> **Material to process**:

%%

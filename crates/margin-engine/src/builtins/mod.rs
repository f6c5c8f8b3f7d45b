//! Built-in globals installed into the root environment.

mod console;
mod global;
mod json;
mod math;

pub use console::{inspect, CaptureBuffer, ConsoleSink};

use crate::runtime::Environment;

/// Installs the default globals (console, Math, JSON, constructors, and
/// free functions) into an environment.
pub fn install(env: &Environment, sink: ConsoleSink) {
    console::install(env, sink);
    math::install(env);
    json::install(env);
    global::install(env);
}
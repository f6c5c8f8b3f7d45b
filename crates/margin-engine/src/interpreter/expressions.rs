//! Expression evaluation.

use std::rc::Rc;

use crate::ast::*;
use crate::runtime::environment::SetOutcome;
use crate::runtime::function::FunctionBody;
use crate::runtime::object::{self, JsObject};
use crate::runtime::{JsFunction, Value};
use crate::Error;

use super::methods;
use super::Interpreter;
// This Source Code Form is subject to the terms of the Mozilla Public
// License, v. 2.0. If a copy of the MPL was not distributed with this
// file, You can obtain one at https://mozilla.org/MPL/2.0/.
//
// Copyright (c) 2025 Pegasus Heavy Industries, LLC

//! Error types for the evaluation session

use std::path::PathBuf;
use thiserror::Error;

/// Result type for session operations
pub type Result<T> = std::result::Result<T, EvalError>;

/// Errors that can occur while evaluating a fragment.
///
/// Runtime errors thrown by the user's own code are not represented here:
/// the evaluator catches them, logs a diagnostic, and yields `undefined`,
/// so a typo never kills the session.
#[derive(Debug, Error)]
pub enum EvalError {
    /// A module specifier could not be resolved to a file or a built-in
    #[error("Cannot resolve module '{specifier}' from '{importer}'")]
    Resolve {
        /// The specifier as written in the source
        specifier: String,
        /// The importing module
        importer: PathBuf,
    },

    /// An export registration referenced a local binding that does not exist
    #[error("Export '{exported}' refers to missing local '{local}' in '{namespace}'")]
    MissingLocal {
        /// The namespace the export was registered in
        namespace: PathBuf,
        /// The missing local binding name
        local: String,
        /// The outward-facing export name
        exported: String,
    },

    /// The source uses a construct the rewriter does not handle
    #[error("Unsupported syntax: {0}")]
    Unsupported(String),

    /// The source could not be parsed
    #[error("Parse error: {0}")]
    Parse(String),

    /// File system error
    #[error("File system error: {0}")]
    Io(#[from] std::io::Error),
}

impl EvalError {
    /// Maps an engine parse failure into the session taxonomy. The parser
    /// flags constructs it recognizes but deliberately rejects (re-exports,
    /// class inheritance) distinctly from malformed source.
    pub(crate) fn from_parse(err: margin_engine::Error) -> Self {
        let message = err.message();
        if message.contains("not supported") {
            Self::Unsupported(message)
        } else {
            Self::Parse(message)
        }
    }
}
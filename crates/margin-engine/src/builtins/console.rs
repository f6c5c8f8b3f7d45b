//! The console object, with a pluggable output sink.

use std::cell::RefCell;
use std::rc::Rc;

use crate::runtime::object::ObjectKind;
use crate::runtime::{Environment, JsFunction, JsObject, Value};

/// Captured console output for one evaluation.
#[derive(Debug, Default)]
pub struct CaptureBuffer {
    /// Everything written via `console.log`/`console.info`
    pub stdout: String,
    /// Everything written via `console.error`/`console.warn`
    pub stderr: String,
}

/// Where console output goes: the process stdio, or a capture buffer.
#[derive(Clone, Default)]
pub struct ConsoleSink {
    capture: Option<Rc<RefCell<CaptureBuffer>>>,
}

impl ConsoleSink {
    /// A sink that writes straight to the process stdout/stderr.
    pub fn stdio() -> Self {
        Self { capture: None }
    }

    /// A sink that accumulates output into a shared buffer.
    pub fn capture() -> (Self, Rc<RefCell<CaptureBuffer>>) {
        let buffer = Rc::new(RefCell::new(CaptureBuffer::default()));
        (
            Self {
                capture: Some(Rc::clone(&buffer)),
            },
            buffer,
        )
    }

    fn write_out(&self, line: &str) {
        match &self.capture {
            Some(buffer) => {
                let mut buffer = buffer.borrow_mut();
                buffer.stdout.push_str(line);
                buffer.stdout.push('\n');
            }
            None => println!("{}", line),
        }
    }

    fn write_err(&self, line: &str) {
        match &self.capture {
            Some(buffer) => {
                let mut buffer = buffer.borrow_mut();
                buffer.stderr.push_str(line);
                buffer.stderr.push('\n');
            }
            None => eprintln!("{}", line),
        }
    }
}

/// Installs `console` into the environment.
pub fn install(env: &Environment, sink: ConsoleSink) {
    let console = JsObject::plain();

    let stdout_sink = sink.clone();
    let log = JsFunction::native("log", move |_interp, _this, args| {
        stdout_sink.write_out(&format_args_line(args));
        Ok(Value::Undefined)
    });
    let stdout_sink = sink.clone();
    let info = JsFunction::native("info", move |_interp, _this, args| {
        stdout_sink.write_out(&format_args_line(args));
        Ok(Value::Undefined)
    });
    let stderr_sink = sink.clone();
    let warn = JsFunction::native("warn", move |_interp, _this, args| {
        stderr_sink.write_err(&format_args_line(args));
        Ok(Value::Undefined)
    });
    let stderr_sink = sink;
    let error = JsFunction::native("error", move |_interp, _this, args| {
        stderr_sink.write_err(&format_args_line(args));
        Ok(Value::Undefined)
    });

    {
        let mut obj = console.borrow_mut();
        obj.set("log", Value::Function(log));
        obj.set("info", Value::Function(info));
        obj.set("warn", Value::Function(warn));
        obj.set("error", Value::Function(error));
    }

    env.declare("console", Value::Object(console), false);
}

fn format_args_line(args: &[Value]) -> String {
    args.iter()
        .map(|arg| match arg {
            // Bare strings print raw, like Node's console
            Value::String(s) => s.clone(),
            other => inspect(other),
        })
        .collect::<Vec<_>>()
        .join(" ")
}

/// Renders a value for display: strings quoted, arrays and objects expanded
/// one level deep with cycle protection.
pub fn inspect(value: &Value) -> String {
    let mut seen = Vec::new();
    inspect_inner(value, &mut seen, 0)
}

fn inspect_inner(value: &Value, seen: &mut Vec<*const ()>, depth: usize) -> String {
    match value {
        Value::String(s) => format!("'{}'", s),
        Value::Object(obj) => {
            let ptr = Rc::as_ptr(obj) as *const ();
            if seen.contains(&ptr) {
                return "[Circular]".to_string();
            }
            if depth > 3 {
                let borrowed = obj.borrow();
                return if borrowed.is_array() {
                    "[Array]".to_string()
                } else {
                    "[Object]".to_string()
                };
            }
            seen.push(ptr);

            let borrowed = obj.borrow();
            let rendered = if borrowed.is_array() {
                let parts: Vec<String> = borrowed
                    .elements
                    .iter()
                    .map(|element| inspect_inner(element, seen, depth + 1))
                    .collect();
                format!("[ {} ]", parts.join(", "))
            } else if borrowed.kind == ObjectKind::Error {
                value.to_js_string()
            } else {
                let mut parts: Vec<String> = borrowed
                    .properties
                    .iter()
                    .map(|(key, val)| format!("{}: {}", key, inspect_inner(val, seen, depth + 1)))
                    .collect();
                parts.sort();
                if parts.is_empty() {
                    "{}".to_string()
                } else {
                    format!("{{ {} }}", parts.join(", "))
                }
            };

            seen.pop();
            rendered
        }
        other => other.to_js_string(),
    }
}
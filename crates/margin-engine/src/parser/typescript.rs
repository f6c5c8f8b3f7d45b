//! TypeScript type erasure.
//!
//! The parser does not build a type representation: TypeScript syntax is
//! recognized and skipped, producing the same AST the equivalent JavaScript
//! would. Covered here: `: type` annotations, optional-parameter `?`,
//! generic parameter/argument lists, `as` assertions, and whole
//! `type`/`interface` declarations. Enums, namespaces and decorators are not
//! handled.

use crate::ast::Statement;
use crate::lexer::TokenKind;
use crate::Error;

use super::parser::Parser;

impl<'a> Parser<'a> {
    /// Skips `: type` if present.
    pub(super) fn skip_type_annotation(&mut self) {
        if self.check(&TokenKind::Colon) {
            self.advance();
            self.skip_type();
        }
    }

    /// Skips one complete type expression: atoms joined by `|`, `&` and
    /// `=>`, each with optional generic-argument and array suffixes.
    pub(super) fn skip_type(&mut self) {
        loop {
            self.skip_type_atom();

            // Array suffixes: `number[]`, `string[][]`
            while self.check(&TokenKind::LeftBracket) {
                self.skip_balanced(&TokenKind::LeftBracket, &TokenKind::RightBracket);
            }

            match &self.current.kind {
                TokenKind::Pipe | TokenKind::Ampersand | TokenKind::Arrow => {
                    self.advance();
                }
                _ => break,
            }
        }
    }

    fn skip_type_atom(&mut self) {
        match &self.current.kind {
            TokenKind::LeftParen => {
                self.skip_balanced(&TokenKind::LeftParen, &TokenKind::RightParen);
            }
            TokenKind::LeftBrace => {
                self.skip_balanced(&TokenKind::LeftBrace, &TokenKind::RightBrace);
            }
            TokenKind::LeftBracket => {
                self.skip_balanced(&TokenKind::LeftBracket, &TokenKind::RightBracket);
            }
            TokenKind::String(_)
            | TokenKind::Number(_)
            | TokenKind::True
            | TokenKind::False
            | TokenKind::Null
            | TokenKind::Undefined
            | TokenKind::Void
            | TokenKind::This
            | TokenKind::New
            | TokenKind::Typeof => {
                self.advance();
                // `typeof x`, `new () => T`
                if matches!(self.previous.kind, TokenKind::Typeof)
                    && matches!(self.current.kind, TokenKind::Identifier(_))
                {
                    self.advance();
                }
            }
            TokenKind::Identifier(_) => {
                self.advance();
                // Qualified names: `ns.Type`
                while self.check(&TokenKind::Dot) {
                    self.advance();
                    if matches!(self.current.kind, TokenKind::Identifier(_)) {
                        self.advance();
                    }
                }
                // Generic arguments: `Map<string, number>`
                if self.check(&TokenKind::LessThan) {
                    self.skip_type_parameters();
                }
            }
            _ => {
                // Defensive single-token skip so malformed types cannot hang
                // the parser; the next real token produces the actual error.
                self.advance();
            }
        }
    }

    /// Skips a `<...>` generic parameter or argument list. The scanner folds
    /// `>>` and `>>>` into shift tokens, so depth is adjusted accordingly.
    pub(super) fn skip_type_parameters(&mut self) {
        debug_assert!(self.check(&TokenKind::LessThan));
        let mut depth: isize = 0;
        loop {
            match &self.current.kind {
                TokenKind::Eof => break,
                TokenKind::LessThan => depth += 1,
                TokenKind::GreaterThan => depth -= 1,
                TokenKind::GreaterGreater => depth -= 2,
                TokenKind::GreaterGreaterGreater => depth -= 3,
                _ => {}
            }
            self.advance();
            if depth <= 0 {
                break;
            }
        }
    }

    fn skip_balanced(&mut self, open: &TokenKind, close: &TokenKind) {
        debug_assert!(self.check(open));
        let mut depth = 0usize;
        loop {
            if self.check(open) {
                depth += 1;
            } else if self.check(close) {
                depth -= 1;
            } else if self.is_at_end() {
                break;
            }
            self.advance();
            if depth == 0 {
                break;
            }
        }
    }

    /// Erases a whole `type Foo = ...;` or `interface Foo { ... }`
    /// declaration, yielding an empty statement.
    pub(super) fn parse_type_declaration(&mut self) -> Result<Statement, Error> {
        self.skip_to_statement_end();
        Ok(Statement::Empty)
    }
}

#[cfg(test)]
mod tests {
    use crate::ast::{Program, Statement};
    use crate::parser::Parser;

    fn parse_ts(src: &str) -> Program {
        let mut parser = Parser::new_typescript(src);
        parser.parse_program().expect("Should parse")
    }

    #[test]
    fn test_parse_ts_variable_annotation() {
        let program = parse_ts("let x: number = 42;");
        assert_eq!(program.body.len(), 1);
        assert!(matches!(program.body[0], Statement::VariableDeclaration(_)));
    }

    #[test]
    fn test_parse_ts_function_types() {
        let program = parse_ts("function add(a: number, b: number): number { return a + b; }");
        assert_eq!(program.body.len(), 1);
        assert!(matches!(program.body[0], Statement::FunctionDeclaration(_)));
    }

    #[test]
    fn test_parse_ts_generic_function() {
        let program = parse_ts("function identity<T>(x: T): T { return x; }");
        assert_eq!(program.body.len(), 1);
        assert!(matches!(program.body[0], Statement::FunctionDeclaration(_)));
    }

    #[test]
    fn test_parse_ts_type_alias_skipped() {
        let program = parse_ts("type ID = string | number;");
        assert_eq!(program.body.len(), 1);
        assert!(matches!(program.body[0], Statement::Empty));
    }

    #[test]
    fn test_parse_ts_interface_skipped() {
        let program = parse_ts("interface User { name: string; age: number; }");
        assert_eq!(program.body.len(), 1);
        assert!(matches!(program.body[0], Statement::Empty));
    }

    #[test]
    fn test_parse_ts_union_type() {
        let program = parse_ts("let value: string | number = 'hello';");
        assert_eq!(program.body.len(), 1);
        assert!(matches!(program.body[0], Statement::VariableDeclaration(_)));
    }

    #[test]
    fn test_parse_ts_object_type() {
        let program = parse_ts("let obj: { x: number; y: string } = { x: 1, y: 'a' };");
        assert_eq!(program.body.len(), 1);
    }

    #[test]
    fn test_parse_ts_function_type() {
        let program = parse_ts("let fn: (x: number) => string = (x) => 'n';");
        assert_eq!(program.body.len(), 1);
    }

    #[test]
    fn test_parse_ts_generic_arguments() {
        let program = parse_ts("let pairs: Map<string, Array<number>> = x;");
        assert_eq!(program.body.len(), 1);
    }

    #[test]
    fn test_parse_ts_as_assertion() {
        let program = parse_ts("let x = value as string;");
        assert_eq!(program.body.len(), 1);
        assert!(matches!(program.body[0], Statement::VariableDeclaration(_)));
    }

    #[test]
    fn test_parse_ts_optional_param() {
        let program = parse_ts("function greet(name?: string) { }");
        assert_eq!(program.body.len(), 1);
    }

    #[test]
    fn test_parse_ts_type_only_import_erased() {
        let program = parse_ts("import type { Foo } from './types';");
        assert_eq!(program.body.len(), 1);
        assert!(matches!(program.body[0], Statement::Empty));
    }

    #[test]
    fn test_parse_ts_mixed_with_js() {
        let program = parse_ts(
            r#"
            type ID = number;
            interface User { name: string; }

            function greet(name: string): void {
                console.log('Hello, ' + name);
            }

            greet('World');
        "#,
        );
        assert_eq!(program.body.len(), 4);
        assert!(matches!(program.body[2], Statement::FunctionDeclaration(_)));
    }
}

%%

> **Task details**: Your response should be made up of the lines in the data that contain the word "exported".

> **The completed task**:
    #[error("Export '{exported}' refers to missing local '{local}' in '{namespace}'")]
        exported: String,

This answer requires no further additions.